Although COVID-19 is a menace that has created havoc in the world, the only remedy discovered till date is the lockdown and social distancing along with testing on a large scale.

Over 2.2 million people have been affected in 180 countries, over 150,000 have lost their lives and till date no medicine or vaccine has been developed. An atmosphere of despair, frustration and sadness has overtaken humanity. I feel, however, there is still a ray of hope for this time to pass and good times to come.

At present, parts of the world, including India, are in a lockdown situation. The lockdown has affected our economy, business, daily earnings of many workers and farmers. Almost everything has come to standstill situation.

There are, however, a few positive aspects of the lockdown as well:

Road accident fatalities mitigated: Road accidents have been a major cause for concern across the Indian sub-continent. A total of 467,044 road accidents were reported across all states and Union territories, that claimed 151,417 lives and caused 469, 418 injuries, according to a 2018 report by the Union Ministry of Road Transport and Highways.

Over-speeding accounted for 64.4 per cent of all people killed. I am sure this figure will be much less in 2020 and will be almost nil during the lockdown period.

Reduction in air pollution: Data from the Central Pollution Control Board (CPCB) showed pollution reduced nationwide, with cities recording ‘good’ air quality. The lockdown pushed pollution levels in Delhi to a five-year low and, across India, the number of cities that recorded ‘good’ on the air quality index jumped from six on March 16 to 30 as of March 29, according to the CPCB.

Reduction in water pollution: Similarly, reports are coming about the self-cleansing of rivers from across the country. The Yamuna in Delhi is as clean as has never been before since several years.

Reduced noise pollution: Noise levels at several places were found significantly low as well. Today, we can listen to the chirping of birds everywhere.   

More time for creativity: We are all creative, but because of a shortage in time, we repressed our desires to paint, listen to music, play games, read, write, dance etc to a great extent. Many of us attempt to fulfill our hidden desires for creativity during this period.

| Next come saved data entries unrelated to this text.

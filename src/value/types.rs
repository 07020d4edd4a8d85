use std::{collections::BTreeMap, fmt};

use super::Value;

/// Declared type of a function argument.
#[derive(Clone, Debug, PartialEq, Eq)]
pub enum TypeSignature {
    UInt,
    Int,
    Bool,
    Principal,
    Buffer(u32),
    StringAscii(u32),
    StringUtf8(u32),
    Optional(Box<TypeSignature>),
    Response(Box<TypeSignature>, Box<TypeSignature>),
    List(Box<TypeSignature>, u32),
    Tuple(BTreeMap<String, TypeSignature>),
}

impl TypeSignature {
    pub fn optional(inner: TypeSignature) -> Self {
        TypeSignature::Optional(Box::new(inner))
    }

    pub fn response(ok: TypeSignature, err: TypeSignature) -> Self {
        TypeSignature::Response(Box::new(ok), Box::new(err))
    }

    pub fn list(item: TypeSignature, max_len: u32) -> Self {
        TypeSignature::List(Box::new(item), max_len)
    }

    pub fn tuple<K: Into<String>>(fields: impl IntoIterator<Item = (K, TypeSignature)>) -> Self {
        TypeSignature::Tuple(fields.into_iter().map(|(k, t)| (k.into(), t)).collect())
    }

    pub fn admits(&self, value: &Value) -> bool {
        match (self, value) {
            (TypeSignature::UInt, Value::UInt(_))
            | (TypeSignature::Int, Value::Int(_))
            | (TypeSignature::Bool, Value::Bool(_))
            | (TypeSignature::Principal, Value::Principal(_)) => true,
            (TypeSignature::Buffer(max), Value::Buffer(bytes)) => fits(bytes.len(), *max),
            (TypeSignature::StringAscii(max), Value::StringAscii(s)) => fits(s.len(), *max),
            (TypeSignature::StringUtf8(max), Value::StringUtf8(s)) => {
                fits(s.chars().count(), *max)
            }
            (TypeSignature::Optional(_), Value::Optional(None)) => true,
            (TypeSignature::Optional(inner), Value::Optional(Some(v))) => inner.admits(v),
            (TypeSignature::Response(ok, _), Value::Response(Ok(v))) => ok.admits(v),
            (TypeSignature::Response(_, err), Value::Response(Err(v))) => err.admits(v),
            (TypeSignature::List(item, max), Value::List(items)) => {
                fits(items.len(), *max) && items.iter().all(|v| item.admits(v))
            }
            (TypeSignature::Tuple(fields), Value::Tuple(values)) => {
                fields.len() == values.len()
                    && fields.iter().all(|(name, ty)| {
                        values.get(name).is_some_and(|v| ty.admits(v))
                    })
            }
            _ => false,
        }
    }
}

fn fits(len: usize, max: u32) -> bool {
    u32::try_from(len).is_ok_and(|len| len <= max)
}

impl fmt::Display for TypeSignature {
    fn fmt(&self, f: &mut fmt::Formatter<'_>) -> fmt::Result {
        match self {
            TypeSignature::UInt => f.write_str("uint"),
            TypeSignature::Int => f.write_str("int"),
            TypeSignature::Bool => f.write_str("bool"),
            TypeSignature::Principal => f.write_str("principal"),
            TypeSignature::Buffer(max) => write!(f, "(buff {max})"),
            TypeSignature::StringAscii(max) => write!(f, "(string-ascii {max})"),
            TypeSignature::StringUtf8(max) => write!(f, "(string-utf8 {max})"),
            TypeSignature::Optional(inner) => write!(f, "(optional {inner})"),
            TypeSignature::Response(ok, err) => write!(f, "(response {ok} {err})"),
            TypeSignature::List(item, max) => write!(f, "(list {max} {item})"),
            TypeSignature::Tuple(fields) => {
                f.write_str("{")?;
                for (idx, (name, ty)) in fields.iter().enumerate() {
                    if idx > 0 {
                        f.write_str(", ")?;
                    }
                    write!(f, "{name}: {ty}")?;
                }
                f.write_str("}")
            }
        }
    }
}

#[cfg(test)]
mod tests {
    use super::*;

    #[test]
    fn scalars_match_their_kind_only() {
        assert!(TypeSignature::UInt.admits(&Value::uint(1)));
        assert!(!TypeSignature::UInt.admits(&Value::int(1)));
        assert!(!TypeSignature::Bool.admits(&Value::uint(0)));
    }

    #[test]
    fn length_limits_are_enforced() {
        let memo = TypeSignature::optional(TypeSignature::Buffer(34));
        assert!(memo.admits(&Value::none()));
        assert!(memo.admits(&Value::some(Value::buffer(vec![0; 34]))));
        assert!(!memo.admits(&Value::some(Value::buffer(vec![0; 35]))));

        let name = TypeSignature::StringUtf8(2);
        assert!(name.admits(&Value::string_utf8("éé")));
        assert!(!name.admits(&Value::string_utf8("abc")));

        let amounts = TypeSignature::list(TypeSignature::UInt, 2);
        assert!(amounts.admits(&Value::list(vec![])));
        assert!(!amounts.admits(&Value::list(vec![Value::uint(1); 3])));
        assert!(!amounts.admits(&Value::list(vec![Value::bool(true)])));
    }

    #[test]
    fn tuples_need_exact_fields() {
        let ty = TypeSignature::tuple([("a", TypeSignature::UInt), ("b", TypeSignature::Bool)]);
        assert!(ty.admits(&Value::tuple([("a", Value::uint(1)), ("b", Value::bool(true))])));
        assert!(!ty.admits(&Value::tuple([("a", Value::uint(1))])));
        assert!(!ty.admits(&Value::tuple([("a", Value::uint(1)), ("c", Value::bool(true))])));
    }

    #[test]
    fn responses_check_the_active_branch() {
        let ty = TypeSignature::response(TypeSignature::Bool, TypeSignature::UInt);
        assert!(ty.admits(&Value::ok(Value::bool(true))));
        assert!(ty.admits(&Value::err(Value::uint(4))));
        assert!(!ty.admits(&Value::err(Value::bool(true))));
    }

    #[test]
    fn renders_type_names() {
        let ty = TypeSignature::optional(TypeSignature::Buffer(34));
        assert_eq!(ty.to_string(), "(optional (buff 34))");
        assert_eq!(
            TypeSignature::list(TypeSignature::Principal, 10).to_string(),
            "(list 10 principal)"
        );
    }
}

The pandemic inculcated cleanliness in us: Proper hand washing, disinfecting our living areas and workplaces, cleaning clothes, washing vegetables before cooking and above all, maintaining a high standard of personal hygiene.

It also increased digital money transactions, online shopping and the use of multimedia for meetings, webinars, talks and video conferencing.

Even after the lockdown is over, we must adopt these digital tools in our daily office work. It saves time and money and reduces traffic.

Physical distancing is another important habit that is a direct result of this situation. The popularity of greeting people by saying namaste instead of shaking hands has been adopted by several countries.